I realize I must have gone pale by the chuckle that escapes his lips.

“I’ve unsettled you, my little proper society wife.” His gaze narrows speculatively. “I take it you did read some of the articles in the paper. The world I live in really isn’t all that different from politics. People want power because they think it makes them untouchable. They’ll do anything they can to make sure that power is never taken away from them.”

“Does your power make you untouchable?”

“No one is untouchable. It would be foolish to believe otherwise. That’s the thing about power—you never have enough. It always keeps you wanting more.”

“I suppose if you put it like that, it’s not all that different from the social whirl,” I muse, trying to lighten the mood, remembering the unspoken hierarchy in Havana, the power we wielded with a flutter of our skirts and a snap of our fans. Better that than the memories of bodies on the roadside, insects buzzing around them, the scent of death and decay that comes from power.

“No, I suppose it isn’t,” Anthony replies. “I watched you out and about in Havana. I saw how heads turned when you walked by. Even after your family’s scandal, you were still a force to be reckoned with in the city. You’ll do fine in New York.”

“I’m not sure about that.”

“You will. And at the end of the day, if they don’t like you, it won’t matter. They will respect you.”

“Because I’m your wife?”

“Yes.”

“It must be nice to be so confident,” I remark, my tone dry.

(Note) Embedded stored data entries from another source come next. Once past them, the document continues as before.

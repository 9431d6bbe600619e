//! In-memory stand-ins for the page store, wiki index, search indexer and a
//! storage client that can be told to fail.

#![allow(dead_code)]

use std::collections::HashSet;
use std::sync::Mutex;

use async_trait::async_trait;
use tokio::sync::mpsc;
use tokio_util::sync::CancellationToken;

use wikimport::{FsStorage, Node, PageId, PageStore, SearchIndexer, StorageClient, WikiIndex};
use wikimport::{StorageError, WikiError};

/// A page as held by [`InMemoryWiki`].
#[derive(Debug, Clone)]
pub struct PageRecord {
    pub id: PageId,
    pub project_id: String,
    pub name: String,
    pub parent: Option<PageId>,
    pub versions: Vec<String>,
}

impl PageRecord {
    pub fn content(&self) -> &str {
        self.versions.last().map(String::as_str).unwrap_or_default()
    }
}

#[derive(Default)]
struct WikiState {
    pages: Vec<PageRecord>,
    next_id: u32,
    fail_names: HashSet<String>,
    cancel_after: Option<(usize, CancellationToken)>,
    creations: usize,
}

/// Page store and wiki index over a vector of pages.
#[derive(Default)]
pub struct InMemoryWiki {
    state: Mutex<WikiState>,
}

impl InMemoryWiki {
    pub fn new() -> Self {
        Self::default()
    }

    /// Adds an existing page, returning its id.
    pub fn seed_page(&self, project_id: &str, name: &str, parent: Option<&str>, content: &str) -> PageId {
        let mut state = self.state.lock().unwrap();
        let parent = parent.and_then(|p| {
            state
                .pages
                .iter()
                .find(|page| page.name.eq_ignore_ascii_case(p))
                .map(|page| page.id.clone())
        });
        insert_page(&mut state, project_id, name, parent, content)
    }

    /// Makes `create_page` fail for the given page name.
    pub fn fail_creating(&self, name: &str) {
        self.state.lock().unwrap().fail_names.insert(name.to_string());
    }

    /// Cancels `token` right after the `count`-th page is created.
    pub fn cancel_after_creations(&self, count: usize, token: CancellationToken) {
        self.state.lock().unwrap().cancel_after = Some((count, token));
    }

    pub fn pages(&self) -> Vec<PageRecord> {
        self.state.lock().unwrap().pages.clone()
    }

    pub fn page(&self, name: &str) -> Option<PageRecord> {
        self.state
            .lock()
            .unwrap()
            .pages
            .iter()
            .find(|p| p.name == name)
            .cloned()
    }

    pub fn page_names(&self) -> Vec<String> {
        self.pages().into_iter().map(|p| p.name).collect()
    }

    fn path_of(pages: &[PageRecord], page: &PageRecord) -> String {
        let mut segments = vec![page.name.clone()];
        let mut parent = page.parent.clone();
        while let Some(id) = parent {
            match pages.iter().find(|p| p.id == id) {
                Some(p) => {
                    segments.push(p.name.clone());
                    parent = p.parent.clone();
                }
                None => break,
            }
        }
        segments.reverse();
        format!("/{}", segments.join("/"))
    }
}

fn insert_page(
    state: &mut WikiState,
    project_id: &str,
    name: &str,
    parent: Option<PageId>,
    content: &str,
) -> PageId {
    state.next_id += 1;
    let id = format!("page-{}", state.next_id);
    state.pages.push(PageRecord {
        id: id.clone(),
        project_id: project_id.to_string(),
        name: name.to_string(),
        parent,
        versions: vec![content.to_string()],
    });
    id
}

#[async_trait]
impl WikiIndex for InMemoryWiki {
    async fn find_by_name(&self, project_id: &str, name: &str) -> Result<Option<PageId>, WikiError> {
        let state = self.state.lock().unwrap();
        Ok(state
            .pages
            .iter()
            .find(|p| p.project_id == project_id && p.name.to_lowercase() == name.to_lowercase())
            .map(|p| p.id.clone()))
    }

    async fn find_by_path(&self, project_id: &str, path: &str) -> Result<Option<PageId>, WikiError> {
        let state = self.state.lock().unwrap();
        Ok(state
            .pages
            .iter()
            .filter(|p| p.project_id == project_id)
            .find(|p| Self::path_of(&state.pages, p) == path)
            .map(|p| p.id.clone()))
    }
}

#[async_trait]
impl PageStore for InMemoryWiki {
    async fn create_page(
        &self,
        project_id: &str,
        name: &str,
        content: &str,
        parent: Option<&PageId>,
    ) -> Result<PageId, WikiError> {
        let mut state = self.state.lock().unwrap();
        if state.fail_names.contains(name) {
            return Err(WikiError::Backend(format!("refusing to create '{}'", name)));
        }
        if state
            .pages
            .iter()
            .any(|p| p.project_id == project_id && p.name.eq_ignore_ascii_case(name))
        {
            return Err(WikiError::Rejected {
                name: name.to_string(),
                reason: "name already taken".to_string(),
            });
        }

        let id = insert_page(&mut state, project_id, name, parent.cloned(), content);
        state.creations += 1;
        if let Some((count, token)) = &state.cancel_after {
            if state.creations >= *count {
                token.cancel();
            }
        }
        Ok(id)
    }

    async fn update_page(&self, page_id: &PageId, content: &str) -> Result<u32, WikiError> {
        let mut state = self.state.lock().unwrap();
        let page = state
            .pages
            .iter_mut()
            .find(|p| &p.id == page_id)
            .ok_or_else(|| WikiError::PageNotFound(page_id.clone()))?;
        page.versions.push(content.to_string());
        Ok(page.versions.len() as u32)
    }

    async fn latest_content(&self, page_id: &PageId) -> Result<Option<String>, WikiError> {
        let state = self.state.lock().unwrap();
        Ok(state
            .pages
            .iter()
            .find(|p| &p.id == page_id)
            .and_then(|p| p.versions.last().cloned()))
    }
}

/// One observed reindex request.
#[derive(Debug, Clone, PartialEq)]
pub struct ReindexCall {
    pub project_id: String,
    pub page_ids: Vec<PageId>,
}

/// Search indexer that forwards every request to a channel.
pub struct RecordingIndexer {
    sender: mpsc::UnboundedSender<ReindexCall>,
}

impl RecordingIndexer {
    pub fn new() -> (Self, mpsc::UnboundedReceiver<ReindexCall>) {
        let (sender, receiver) = mpsc::unbounded_channel();
        (Self { sender }, receiver)
    }
}

#[async_trait]
impl SearchIndexer for RecordingIndexer {
    async fn reindex(&self, project_id: &str, page_ids: Vec<PageId>) -> Result<(), WikiError> {
        let _ = self.sender.send(ReindexCall {
            project_id: project_id.to_string(),
            page_ids,
        });
        Ok(())
    }
}

/// [`FsStorage`] wrapper whose downloads fail for selected file ids.
pub struct FlakyStorage {
    inner: FsStorage,
    failing: HashSet<String>,
}

impl FlakyStorage {
    pub fn new(inner: FsStorage, failing: &[&str]) -> Self {
        Self {
            inner,
            failing: failing.iter().map(|s| s.to_string()).collect(),
        }
    }
}

#[async_trait]
impl StorageClient for FlakyStorage {
    async fn list_children(&self, folder_id: &str) -> Result<Vec<Node>, StorageError> {
        self.inner.list_children(folder_id).await
    }

    async fn get_content(&self, file_id: &str) -> Result<Vec<u8>, StorageError> {
        if self.failing.contains(file_id) {
            return Err(StorageError::Backend(format!("download of '{}' timed out", file_id)));
        }
        self.inner.get_content(file_id).await
    }

    async fn ensure_folder(&self, parent_id: &str, name: &str) -> Result<String, StorageError> {
        self.inner.ensure_folder(parent_id, name).await
    }

    async fn clone_subtree(
        &self,
        source_id: &str,
        dest_parent_id: &str,
    ) -> Result<String, StorageError> {
        self.inner.clone_subtree(source_id, dest_parent_id).await
    }
}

“It was a hard-fought skill, I assure you.” He leans in as though he’s telling me a secret. “I was rather scrawny when I was younger. I know a thing or two about being powerless, poor, remember it well enough to never want to be in that position again.”

“And now they all fear you.”

“Not all of them.”

“But enough of them.”

He doesn’t bother contradicting me.

“Still,” I reply. “It sounds exhausting.”

“What do you mean?”

“All those enemies must come at a cost. Do you ever get tired of paying it? Don’t you worry one of your enemies will strike at you?”

My father believed he was untouchable once, thought Machado’s friendship would keep his fortunes secure. He never saw the coming wave of power that ushered in Batista, never envisioned our futures would end as they have. If the last two years have taught me anything, it’s that your life can change in a moment even if you never saw it coming.

“This is hardly a conversation for one’s honeymoon. Would you like to go for a short walk?” Anthony says, changing the subject. “I have some business to conduct, but I have a few minutes beforehand.”

“I didn’t realize your business interests were significant here.”

“It’s a useful shipping route.”

What is he shipping?

“Are we to have the sort of marriage where we confide in each other? Tell each other our secrets?” I ask.

“Have you secrets I should know about?”

I shrug, registering how his gaze drifts to my shoulder with the motion.